We belayed the first 200 ft of the gully, then decided it was safe enough to unrope, even managing a glissade for the bottom portion. We were back in town in time for a hot bath before dinner, agreeing as we did a post-mortem of the day over beers that Greensteps was the better of the two climbs, simply because of its continuity. I read in a climb description once a long time ago that a particular route was classic because it "had no offending easy sections". This phrase has stuck with me over the years, and I bring it out whenever appropriate, for example when a desperate climb offers a few reasonable moves to allow me to get my courage back together. "Oh, man, not another offending easy section! I hope to Hell there aren't any more of those!"

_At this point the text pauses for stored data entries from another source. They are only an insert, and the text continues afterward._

#![allow(dead_code)]

use axum::{
    http::StatusCode,
    response::{IntoResponse, Response},
    Json,
};
use serde_json::json;
use thiserror::Error;

/// Application-level error type.
/// Implements `IntoResponse` so Axum handlers can return `Result<T, AppError>`.
///
/// Extraction and matching paths never surface `Llm` to callers — AI failures
/// are recovered locally with the deterministic fallback and only logged.
#[derive(Debug, Error)]
pub enum AppError {
    #[error("Not found: {0}")]
    NotFound(String),

    #[error("Validation error: {0}")]
    Validation(String),

    #[error("Unauthorized")]
    Unauthorized,

    #[error("Forbidden")]
    Forbidden,

    #[error("Database error: {0}")]
    Database(#[from] sqlx::Error),

    #[error("LLM error: {0}")]
    Llm(String),

    #[error("Storage error: {0}")]
    Storage(String),

    #[error("Internal server error: {0}")]
    Internal(#[from] anyhow::Error),
}

impl IntoResponse for AppError {
    fn into_response(self) -> Response {
        let (status, code, message) = match &self {
            AppError::NotFound(msg) => (StatusCode::NOT_FOUND, "NOT_FOUND", msg.clone()),
            AppError::Validation(msg) => (StatusCode::BAD_REQUEST, "VALIDATION_ERROR", msg.clone()),
            AppError::Unauthorized => (
                StatusCode::UNAUTHORIZED,
                "UNAUTHORIZED",
                "Authentication required".to_string(),
            ),
            AppError::Forbidden => (
                StatusCode::FORBIDDEN,
                "FORBIDDEN",
                "Access denied".to_string(),
            ),
            AppError::Database(e) => {
                tracing::error!("Database error: {e}");
                (
                    StatusCode::INTERNAL_SERVER_ERROR,
                    "DATABASE_ERROR",
                    "A database error occurred".to_string(),
                )
            }
            AppError::Llm(msg) => {
                tracing::error!("LLM error: {msg}");
                (
                    StatusCode::INTERNAL_SERVER_ERROR,
                    "LLM_ERROR",
                    "An AI processing error occurred".to_string(),
                )
            }
            AppError::Storage(msg) => {
                tracing::error!("Storage error: {msg}");
                (
                    StatusCode::INTERNAL_SERVER_ERROR,
                    "STORAGE_ERROR",
                    "A storage error occurred".to_string(),
                )
            }
            AppError::Internal(e) => {
                tracing::error!("Internal error: {e:?}");
                (
                    StatusCode::INTERNAL_SERVER_ERROR,
                    "INTERNAL_ERROR",
                    "An internal server error occurred".to_string(),
                )
            }
        };

        let body = Json(json!({
            "error": {
                "code": code,
                "message": message
            }
        }));

        (status, body).into_response()
    }
}
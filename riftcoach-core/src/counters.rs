//! Runtime counters for the engine.
//!
//! Lock-free `AtomicU64` counters incremented on the hot path and read on
//! snapshot for dashboards and tests.

use std::sync::atomic::{AtomicU64, Ordering};

/// Atomic counters for high-frequency engine events.
pub struct EngineCounters {
    /// Matches analyzed and committed.
    pub matches_analyzed: AtomicU64,
    /// Duplicate match submissions rejected idempotently.
    pub duplicate_matches: AtomicU64,
    /// Memory moments recorded.
    pub moments_recorded: AtomicU64,
    /// Inside jokes coined.
    pub jokes_created: AtomicU64,
    /// Achievements unlocked.
    pub achievements_unlocked: AtomicU64,
    /// Flow-state updates applied.
    pub flow_updates: AtomicU64,
}

impl EngineCounters {
    /// Create a new set of zeroed counters.
    #[must_use]
    pub const fn new() -> Self {
        Self {
            matches_analyzed: AtomicU64::new(0),
            duplicate_matches: AtomicU64::new(0),
            moments_recorded: AtomicU64::new(0),
            jokes_created: AtomicU64::new(0),
            achievements_unlocked: AtomicU64::new(0),
            flow_updates: AtomicU64::new(0),
        }
    }

    /// Snapshot all counters for export.
    #[must_use]
    pub fn snapshot(&self) -> CounterSnapshot {
        CounterSnapshot {
            matches_analyzed: self.matches_analyzed.load(Ordering::Relaxed),
            duplicate_matches: self.duplicate_matches.load(Ordering::Relaxed),
            moments_recorded: self.moments_recorded.load(Ordering::Relaxed),
            jokes_created: self.jokes_created.load(Ordering::Relaxed),
            achievements_unlocked: self.achievements_unlocked.load(Ordering::Relaxed),
            flow_updates: self.flow_updates.load(Ordering::Relaxed),
        }
    }
}

impl Default for EngineCounters {
    fn default() -> Self {
        Self::new()
    }
}

/// A snapshot of counter values at a point in time.
#[derive(Debug, Clone, Copy, PartialEq, Eq)]
pub struct CounterSnapshot {
    /// Matches analyzed and committed.
    pub matches_analyzed: u64,
    /// Duplicate match submissions rejected.
    pub duplicate_matches: u64,
    /// Memory moments recorded.
    pub moments_recorded: u64,
    /// Inside jokes coined.
    pub jokes_created: u64,
    /// Achievements unlocked.
    pub achievements_unlocked: u64,
    /// Flow-state updates applied.
    pub flow_updates: u64,
}
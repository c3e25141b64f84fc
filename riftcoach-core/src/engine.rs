//! Engine orchestration — the three public operations and their sequencing.
//!
//! [`CoachEngine`] wires the pure pipeline stages (extract → score →
//! insight → classify) to the stateful updaters (profile, personality,
//! flow) and commits each match's mutations atomically through the store.
//!
//! All mutations for one player are serialized: the engine holds that
//! player's mutex for the full update sequence, because the profile blend is
//! a read-modify-write that is neither commutative nor associative across
//! interleavings. Different players proceed fully in parallel.

use std::sync::atomic::Ordering;
use std::sync::Arc;

use chrono::Utc;
use dashmap::DashMap;
use parking_lot::Mutex;
use serde::{Deserialize, Serialize};
use tracing::{debug, info, warn};

use crate::achievement::{self, Achievement, AggregatedStats};
use crate::config::EngineConfig;
use crate::counters::{CounterSnapshot, EngineCounters};
use crate::error::Result;
use crate::extract::{self, RawMatch};
use crate::flow::{FlowState, LiveSignals};
use crate::insight;
use crate::moment::{self, MemoryMoment, MomentContext};
use crate::persistence::PlayerStore;
use crate::profile::{SkillProfile, SubScores};
use crate::relationship::{self, PersonalityEvolution};
use crate::scoring;
use crate::types::{MatchId, MatchOutcome, MemoryCategory, PlayerId};
use crate::voice::{CoachVoice, TemplateVoice};

/// Everything a display/templating collaborator needs from one analyzed
/// match.
#[derive(Debug, Clone, Serialize, Deserialize)]
pub struct MatchAnalysisResult {
    /// The analyzed match.
    pub match_id: MatchId,
    /// Champion the player was on.
    pub champion_name: String,
    /// Assigned role / lane.
    pub role: String,
    /// Match outcome.
    pub outcome: MatchOutcome,
    /// "K/D/A" display string.
    pub kda: String,
    /// Performance score, 0–100.
    pub performance_score: f64,
    /// Per-match flow score, 0–100.
    pub flow_state_score: f64,
    /// Ordered human-readable insight tags; never empty.
    pub insights: Vec<String>,
    /// Memory category, when the match crossed a threshold.
    pub memory_category: Option<MemoryCategory>,
    /// Coach reaction line (generic acknowledgment when no moment fired).
    pub coach_reaction: String,
}

/// The player performance & relationship modeling engine.
pub struct CoachEngine {
    store: PlayerStore,
    config: EngineConfig,
    voice: Box<dyn CoachVoice>,
    counters: EngineCounters,
    locks: DashMap<PlayerId, Arc<Mutex<()>>>,
}

impl std::fmt::Debug for CoachEngine {
    fn fmt(&self, f: &mut std::fmt::Formatter<'_>) -> std::fmt::Result {
        f.debug_struct("CoachEngine")
            .field("store", &self.store)
            .field("config", &self.config)
            .finish_non_exhaustive()
    }
}

impl CoachEngine {
    /// Create an engine over `store` with the default template voice.
    #[must_use]
    pub fn new(store: PlayerStore, config: EngineConfig) -> Self {
        Self::with_voice(store, config, Box::new(TemplateVoice))
    }

    /// Create an engine with a custom voice collaborator.
    #[must_use]
    pub fn with_voice(store: PlayerStore, config: EngineConfig, voice: Box<dyn CoachVoice>) -> Self {
        Self {
            store,
            config,
            voice,
            counters: EngineCounters::new(),
            locks: DashMap::new(),
        }
    }

    fn player_lock(&self, player: PlayerId) -> Arc<Mutex<()>> {
        self.locks.entry(player).or_default().value().clone()
    }

    // ------------------------------------------------------------------
    // Operation: analyze a match
    // ------------------------------------------------------------------

    /// Analyze one raw match for `player`.
    ///
    /// Runs the full pipeline and commits the resulting profile, optional
    /// memory moment, and personality advance atomically. Submitting the
    /// same match twice recomputes the display result but writes nothing.
    ///
    /// # Errors
    /// Returns [`crate::CoachError::PlayerNotFoundInMatch`] when the player
    /// has no participant record, or a storage error; in both cases no state
    /// is written.
    pub fn analyze_match(&self, player: PlayerId, raw: &RawMatch) -> Result<MatchAnalysisResult> {
        let lock = self.player_lock(player);
        let _guard = lock.lock();

        let metrics = extract::participant_metrics(raw, player)?;
        let performance = scoring::performance_score(&metrics);
        let match_flow = scoring::match_flow_score(&metrics);
        let insights: Vec<String> = insight::generate(&metrics)
            .into_iter()
            .map(|i| i.label().to_string())
            .collect();
        let category = moment::classify(&metrics, performance);
        let now = Utc::now();

        let mut profile = self
            .store
            .load_profile(player)?
            .unwrap_or_else(|| SkillProfile::new(now));
        profile.apply_match(
            &SubScores::from_metrics(&metrics),
            self.config.scoring.new_match_weight,
            self.config.scoring.trend_threshold,
            now,
        );

        let mut new_moment = None;
        let mut personality_update = None;
        let mut joke_coined = false;
        if let Some(category) = category {
            let reaction = self
                .voice
                .reaction(category, &MomentContext::from_metrics(&metrics));
            let recorded =
                MemoryMoment::from_match(category, &metrics, performance, reaction, now);

            let mut personality = self
                .store
                .load_personality(player)?
                .unwrap_or_else(|| PersonalityEvolution::new(now));
            personality.record_moment(&recorded, &self.config.relationship, now);

            let window = self.config.relationship.joke_window;
            let mut recent = vec![recorded.clone()];
            recent.extend(self.store.recent_moments(player, window.saturating_sub(1))?);
            if let Some(champion) = relationship::joke_candidate(&recent, &personality, window) {
                let text = self.voice.joke(&champion);
                info!(player = %player, champion = %champion, "inside joke coined");
                personality.add_joke(champion, text, now);
                joke_coined = true;
            }

            new_moment = Some(recorded);
            personality_update = Some(personality);
        }

        let applied = self.store.commit_analysis(
            player,
            &metrics.match_id,
            &profile,
            new_moment.as_ref(),
            personality_update.as_ref(),
            now,
        )?;

        if applied {
            self.counters.matches_analyzed.fetch_add(1, Ordering::Relaxed);
            if new_moment.is_some() {
                self.counters.moments_recorded.fetch_add(1, Ordering::Relaxed);
            }
            if joke_coined {
                self.counters.jokes_created.fetch_add(1, Ordering::Relaxed);
            }
            info!(
                player = %player,
                match_id = %metrics.match_id,
                performance = performance,
                category = ?category,
                "match analyzed"
            );
        } else {
            self.counters.duplicate_matches.fetch_add(1, Ordering::Relaxed);
            debug!(player = %player, match_id = %metrics.match_id, "duplicate match submission");
        }

        let coach_reaction = new_moment
            .as_ref()
            .map_or_else(|| self.voice.acknowledgment(), |m| m.coach_reaction.clone());

        Ok(MatchAnalysisResult {
            match_id: metrics.match_id.clone(),
            champion_name: metrics.champion.clone(),
            role: metrics.role.clone(),
            outcome: MatchOutcome::from_win(metrics.win),
            kda: metrics.kda_display(),
            performance_score: performance,
            flow_state_score: match_flow,
            insights,
            memory_category: category,
            coach_reaction,
        })
    }

    // ------------------------------------------------------------------
    // Operation: update the session flow state
    // ------------------------------------------------------------------

    /// Fold live session signals into the player's flow state.
    ///
    /// # Errors
    /// Returns a storage error; the state is unchanged on failure.
    pub fn update_flow_state(&self, player: PlayerId, signals: &LiveSignals) -> Result<FlowState> {
        let lock = self.player_lock(player);
        let _guard = lock.lock();

        let now = Utc::now();
        let mut state = self
            .store
            .load_flow(player)?
            .unwrap_or_else(|| FlowState::new(now));
        state.apply_signals(signals, &self.config.flow, now);
        self.store.save_flow(player, &state, now)?;
        self.counters.flow_updates.fetch_add(1, Ordering::Relaxed);
        Ok(state)
    }

    // ------------------------------------------------------------------
    // Operation: evaluate achievements
    // ------------------------------------------------------------------

    /// Evaluate the catalog against `stats` and unlock anything newly
    /// earned. Returns only the achievements unlocked by this call; a
    /// concurrent or retried duplicate unlock is a silent no-op.
    ///
    /// # Errors
    /// Returns a storage error.
    pub fn evaluate_achievements(
        &self,
        player: PlayerId,
        stats: &AggregatedStats,
    ) -> Result<Vec<Achievement>> {
        let lock = self.player_lock(player);
        let _guard = lock.lock();

        let already = self.store.unlocked_ids(player)?;
        let now = Utc::now();

        let mut newly = Vec::new();
        for def in achievement::newly_satisfied(stats, &already) {
            if self.store.try_unlock(player, def.id, now)? {
                info!(player = %player, achievement = def.id, rarity = ?def.rarity, "achievement unlocked");
                self.counters.achievements_unlocked.fetch_add(1, Ordering::Relaxed);
                newly.push(Achievement::from_def(def, now));
            }
        }
        Ok(newly)
    }

    // ------------------------------------------------------------------
    // Read-side accessors
    // ------------------------------------------------------------------

    /// The player's current skill profile, if any match has been analyzed.
    ///
    /// # Errors
    /// Returns a storage error.
    pub fn skill_profile(&self, player: PlayerId) -> Result<Option<SkillProfile>> {
        self.store.load_profile(player)
    }

    /// The player's personality evolution, if any moment has been recorded.
    ///
    /// # Errors
    /// Returns a storage error.
    pub fn personality(&self, player: PlayerId) -> Result<Option<PersonalityEvolution>> {
        self.store.load_personality(player)
    }

    /// The player's session flow state, if any update has been applied.
    ///
    /// # Errors
    /// Returns a storage error.
    pub fn flow_state(&self, player: PlayerId) -> Result<Option<FlowState>> {
        self.store.load_flow(player)
    }

    /// The player's most recent moments, newest first.
    ///
    /// # Errors
    /// Returns a storage error.
    pub fn recent_moments(&self, player: PlayerId, limit: usize) -> Result<Vec<MemoryMoment>> {
        self.store.recent_moments(player, limit)
    }

    /// All achievements the player has unlocked, in unlock order.
    ///
    /// Unlock records whose definition has left the catalog are skipped.
    ///
    /// # Errors
    /// Returns a storage error.
    pub fn unlocked_achievements(&self, player: PlayerId) -> Result<Vec<Achievement>> {
        let catalog = achievement::catalog();
        let mut unlocked = Vec::new();
        for (id, at) in self.store.unlocks(player)? {
            match catalog.iter().find(|def| def.id == id) {
                Some(def) => unlocked.push(Achievement::from_def(def, at)),
                None => warn!(achievement = %id, "unlock record with no catalog entry"),
            }
        }
        Ok(unlocked)
    }

    /// A stage-appropriate greeting for the player.
    ///
    /// # Errors
    /// Returns a storage error.
    pub fn greeting(&self, player: PlayerId) -> Result<String> {
        let stage = self
            .store
            .load_personality(player)?
            .map_or(crate::types::RelationshipStage::Stranger, |p| p.stage());
        Ok(self.voice.greeting(stage))
    }

    /// Snapshot of the engine's runtime counters.
    #[must_use]
    pub fn counters(&self) -> CounterSnapshot {
        self.counters.snapshot()
    }
}
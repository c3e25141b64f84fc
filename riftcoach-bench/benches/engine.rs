//! riftcoach benchmark suite.
//!
//! Hot-path timing targets:
//!   performance_score_single ...... < 1μs
//!   profile_update_single ......... < 5μs
//!   analyze_match_in_memory ....... < 2ms (dominated by SQLite)

use chrono::Utc;
use criterion::{black_box, criterion_group, criterion_main, Criterion};
use uuid::Uuid;

use riftcoach_core::config::EngineConfig;
use riftcoach_core::engine::CoachEngine;
use riftcoach_core::extract::{RawMatch, RawParticipant};
use riftcoach_core::persistence::PlayerStore;
use riftcoach_core::profile::{SkillProfile, SubScores};
use riftcoach_core::scoring;
use riftcoach_core::types::{MatchId, PlayerId};
use riftcoach_core::voice::FixedVoice;

fn make_participant(player: PlayerId, i: u32) -> RawParticipant {
    RawParticipant {
        player_id: player,
        champion_name: "Ahri".to_string(),
        role: "MID".to_string(),
        team_id: 100,
        win: i % 2 == 0,
        kills: f64::from(i % 15),
        deaths: f64::from(i % 7),
        assists: f64::from(i % 12),
        total_minions_killed: f64::from(120 + i % 100),
        neutral_minions_killed: f64::from(i % 30),
        gold_earned: 11_000.0,
        total_damage_dealt: f64::from(15_000 + i * 100),
        total_damage_taken: 14_000.0,
        vision_score: f64::from(i % 50),
        turret_kills: f64::from(i % 4),
        inhibitor_kills: 0.0,
        baron_kills: 0.0,
        dragon_kills: 1.0,
        largest_killing_spree: f64::from(i % 8),
        double_kills: f64::from(i % 3),
        triple_kills: 0.0,
        quadra_kills: 0.0,
        penta_kills: 0.0,
        longest_time_spent_living: 700.0,
        time_played: 1800.0,
    }
}

fn make_match(player: PlayerId, i: u32) -> RawMatch {
    RawMatch {
        match_id: MatchId(format!("NA1_{i}")),
        game_duration_secs: 1800.0,
        participants: vec![
            make_participant(player, i),
            make_participant(PlayerId(Uuid::new_v4()), i + 1),
        ],
    }
}

/// Benchmark: scoring one stat line (target: < 1μs).
fn bench_performance_score(c: &mut Criterion) {
    let player = PlayerId::new();
    let raw = make_match(player, 42);
    let metrics =
        riftcoach_core::extract::participant_metrics(&raw, player).expect("player present");

    c.bench_function("performance_score_single", |b| {
        b.iter(|| {
            let score = scoring::performance_score(black_box(&metrics));
            black_box(score);
        });
    });
}

/// Benchmark: one EMA profile update (target: < 5μs).
fn bench_profile_update(c: &mut Criterion) {
    let player = PlayerId::new();
    let raw = make_match(player, 42);
    let metrics =
        riftcoach_core::extract::participant_metrics(&raw, player).expect("player present");
    let derived = SubScores::from_metrics(&metrics);

    c.bench_function("profile_update_single", |b| {
        let mut profile = SkillProfile::new(Utc::now());
        b.iter(|| {
            profile.apply_match(black_box(&derived), 0.7, 2.0, Utc::now());
        });
    });
}

/// Benchmark: the full analyze pipeline against an in-memory store.
fn bench_analyze_match(c: &mut Criterion) {
    let store = PlayerStore::open_in_memory().expect("store");
    let engine = CoachEngine::with_voice(store, EngineConfig::default(), Box::new(FixedVoice));
    let player = PlayerId::new();

    let mut i = 0u32;
    c.bench_function("analyze_match_in_memory", |b| {
        b.iter(|| {
            // Fresh match id each round so the duplicate registry never
            // short-circuits the commit path.
            i += 1;
            let raw = make_match(player, i);
            let result = engine.analyze_match(player, &raw).expect("analysis");
            black_box(result);
        });
    });
}

criterion_group!(
    benches,
    bench_performance_score,
    bench_profile_update,
    bench_analyze_match
);
criterion_main!(benches);
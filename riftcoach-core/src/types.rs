//! Core type definitions shared across the engine.
//!
//! All persisted types are serializable; identifiers are newtypes so player,
//! match, and moment keys cannot be confused at call sites.

use serde::{Deserialize, Serialize};
use std::fmt;
use uuid::Uuid;

// ---------------------------------------------------------------------------
// Identity Types
// ---------------------------------------------------------------------------

/// Unique identifier for a player account.
#[derive(Debug, Clone, Copy, PartialEq, Eq, Hash, Serialize, Deserialize)]
pub struct PlayerId(pub Uuid);

impl PlayerId {
    /// Create a new random player ID.
    #[must_use]
    pub fn new() -> Self {
        Self(Uuid::new_v4())
    }
}

impl Default for PlayerId {
    fn default() -> Self {
        Self::new()
    }
}

impl fmt::Display for PlayerId {
    fn fmt(&self, f: &mut fmt::Formatter<'_>) -> fmt::Result {
        write!(f, "{}", self.0)
    }
}

/// Unique identifier for a recorded memory moment.
#[derive(Debug, Clone, Copy, PartialEq, Eq, Hash, Serialize, Deserialize)]
pub struct MomentId(pub Uuid);

impl MomentId {
    /// Create a new random moment ID.
    #[must_use]
    pub fn new() -> Self {
        Self(Uuid::new_v4())
    }
}

impl Default for MomentId {
    fn default() -> Self {
        Self::new()
    }
}

impl fmt::Display for MomentId {
    fn fmt(&self, f: &mut fmt::Formatter<'_>) -> fmt::Result {
        write!(f, "{}", self.0)
    }
}

/// Vendor-assigned match identifier (e.g. `"NA1_4911208413"`).
///
/// Carried through from the raw payload unchanged; used as the natural
/// idempotence key when the same match is submitted for analysis twice.
#[derive(Debug, Clone, PartialEq, Eq, Hash, Serialize, Deserialize)]
pub struct MatchId(pub String);

impl fmt::Display for MatchId {
    fn fmt(&self, f: &mut fmt::Formatter<'_>) -> fmt::Result {
        write!(f, "{}", self.0)
    }
}

// ---------------------------------------------------------------------------
// Match outcome & skill trend
// ---------------------------------------------------------------------------

/// Result of a single match from the acting player's perspective.
#[derive(Debug, Clone, Copy, PartialEq, Eq, Serialize, Deserialize)]
pub enum MatchOutcome {
    /// The player's team won.
    Victory,
    /// The player's team lost.
    Defeat,
}

impl MatchOutcome {
    /// Build from the raw win flag.
    #[must_use]
    pub fn from_win(win: bool) -> Self {
        if win { Self::Victory } else { Self::Defeat }
    }

    /// Whether this outcome is a win.
    #[must_use]
    pub fn is_win(self) -> bool {
        matches!(self, Self::Victory)
    }
}

impl fmt::Display for MatchOutcome {
    fn fmt(&self, f: &mut fmt::Formatter<'_>) -> fmt::Result {
        match self {
            Self::Victory => write!(f, "Victory"),
            Self::Defeat => write!(f, "Defeat"),
        }
    }
}

/// Direction the overall skill rating moved on the most recent update.
#[derive(Debug, Clone, Copy, PartialEq, Eq, Serialize, Deserialize, Default)]
pub enum Trend {
    /// Overall rating rose by the trend threshold or more.
    Improving,
    /// Overall rating stayed within the trend band.
    #[default]
    Stable,
    /// Overall rating fell by the trend threshold or more.
    Declining,
}

// ---------------------------------------------------------------------------
// Memory moment categories
// ---------------------------------------------------------------------------

/// Classification of a match worth remembering.
#[derive(Debug, Clone, Copy, PartialEq, Eq, Hash, Serialize, Deserialize)]
#[serde(rename_all = "snake_case")]
pub enum MemoryCategory {
    /// Dominant winning performance.
    EpicPlay,
    /// Dramatic multi-kill, win or lose.
    ClutchMoment,
    /// A rough loss worth reviewing.
    Mistake,
    /// A strong individual showing on a losing team.
    LearningMoment,
    /// Something amusing, sourced outside match classification.
    FunnyMoment,
}

impl MemoryCategory {
    /// Whether moments of this category deepen the coach's trust in the player.
    #[must_use]
    pub fn builds_trust(self) -> bool {
        matches!(self, Self::EpicPlay | Self::ClutchMoment)
    }
}

// ---------------------------------------------------------------------------
// Relationship stage
// ---------------------------------------------------------------------------

/// Discrete, monotonic classification of how far the player/coach
/// relationship has progressed.
///
/// Always derived from the interaction count via [`Self::from_interactions`];
/// never stored independently, so it cannot drift from the count.
#[derive(Debug, Clone, Copy, PartialEq, Eq, PartialOrd, Ord, Serialize, Deserialize)]
#[serde(rename_all = "snake_case")]
pub enum RelationshipStage {
    /// Fewer than 10 interactions.
    Stranger,
    /// 10–24 interactions.
    Acquaintance,
    /// 25–49 interactions.
    Friend,
    /// 50–99 interactions.
    BestFriend,
    /// 100 interactions or more.
    Legend,
}

impl RelationshipStage {
    /// Classify an interaction count into a stage.
    #[must_use]
    pub fn from_interactions(count: u32) -> Self {
        match count {
            0..=9 => Self::Stranger,
            10..=24 => Self::Acquaintance,
            25..=49 => Self::Friend,
            50..=99 => Self::BestFriend,
            _ => Self::Legend,
        }
    }

    /// Get a human-readable description.
    #[must_use]
    pub fn description(self) -> &'static str {
        match self {
            Self::Stranger => "Stranger — the coach is still sizing you up",
            Self::Acquaintance => "Acquaintance — the coach knows your habits",
            Self::Friend => "Friend — the coach genuinely roots for you",
            Self::BestFriend => "Best Friend — the coach finishes your sentences",
            Self::Legend => "Legend — you and the coach have history",
        }
    }
}

// ---------------------------------------------------------------------------
// Achievement rarity
// ---------------------------------------------------------------------------

/// Rarity band of an achievement definition.
#[derive(Debug, Clone, Copy, PartialEq, Eq, Hash, Serialize, Deserialize)]
#[serde(rename_all = "snake_case")]
pub enum Rarity {
    /// Expected for every active player.
    Common,
    /// Reached by most dedicated players.
    Uncommon,
    /// A real accomplishment.
    Rare,
    /// Few players ever get here.
    Epic,
    /// Career-defining.
    Legendary,
}

impl Rarity {
    /// Display-only reward weight for this rarity.
    #[must_use]
    pub fn reward_points(self) -> u32 {
        match self {
            Self::Common => 10,
            Self::Uncommon => 25,
            Self::Rare => 50,
            Self::Epic => 100,
            Self::Legendary => 250,
        }
    }
}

I had come to Valdez hoping to climb and document one more ice climb for the North American Classics collection. I had presumed it would be Bridalveil. We chatted for a while about which route better deserved to be in the collection, going to bed without a clear decision. Greensteps was a better climb, but Bridalveil had some excellent passages, and the cave behind Killer Pillar was a unique and beautiful feature that was almost worth the climb to see. I woke in the middle of the night with the obvious answer - both should be in the collection. Just as there are adjacent classic routes in Yosemite Valley, and the Grand Teton alone adds three routes to the collection, Valdez was easily an important enough ice climbing area to warrant two routes, even if they were only a few rope lengths apart.

PostScript:

Two days later, after an aborted attempt to reach a climb in "Hole in the Wall Canyon", we found ourselves with a free afternoon. We came back to climb the first two pitches of Bridalveil again, switching the lead order, so we could take more pictures. The falls is so wide that it was easy to choose an alternate line to make it almost a totally new climb. I chose a very direct pillar for the second pitch, which was equal to Killer Pillar in difficulty and length, to up the adventure factor a little. The descent still sucked.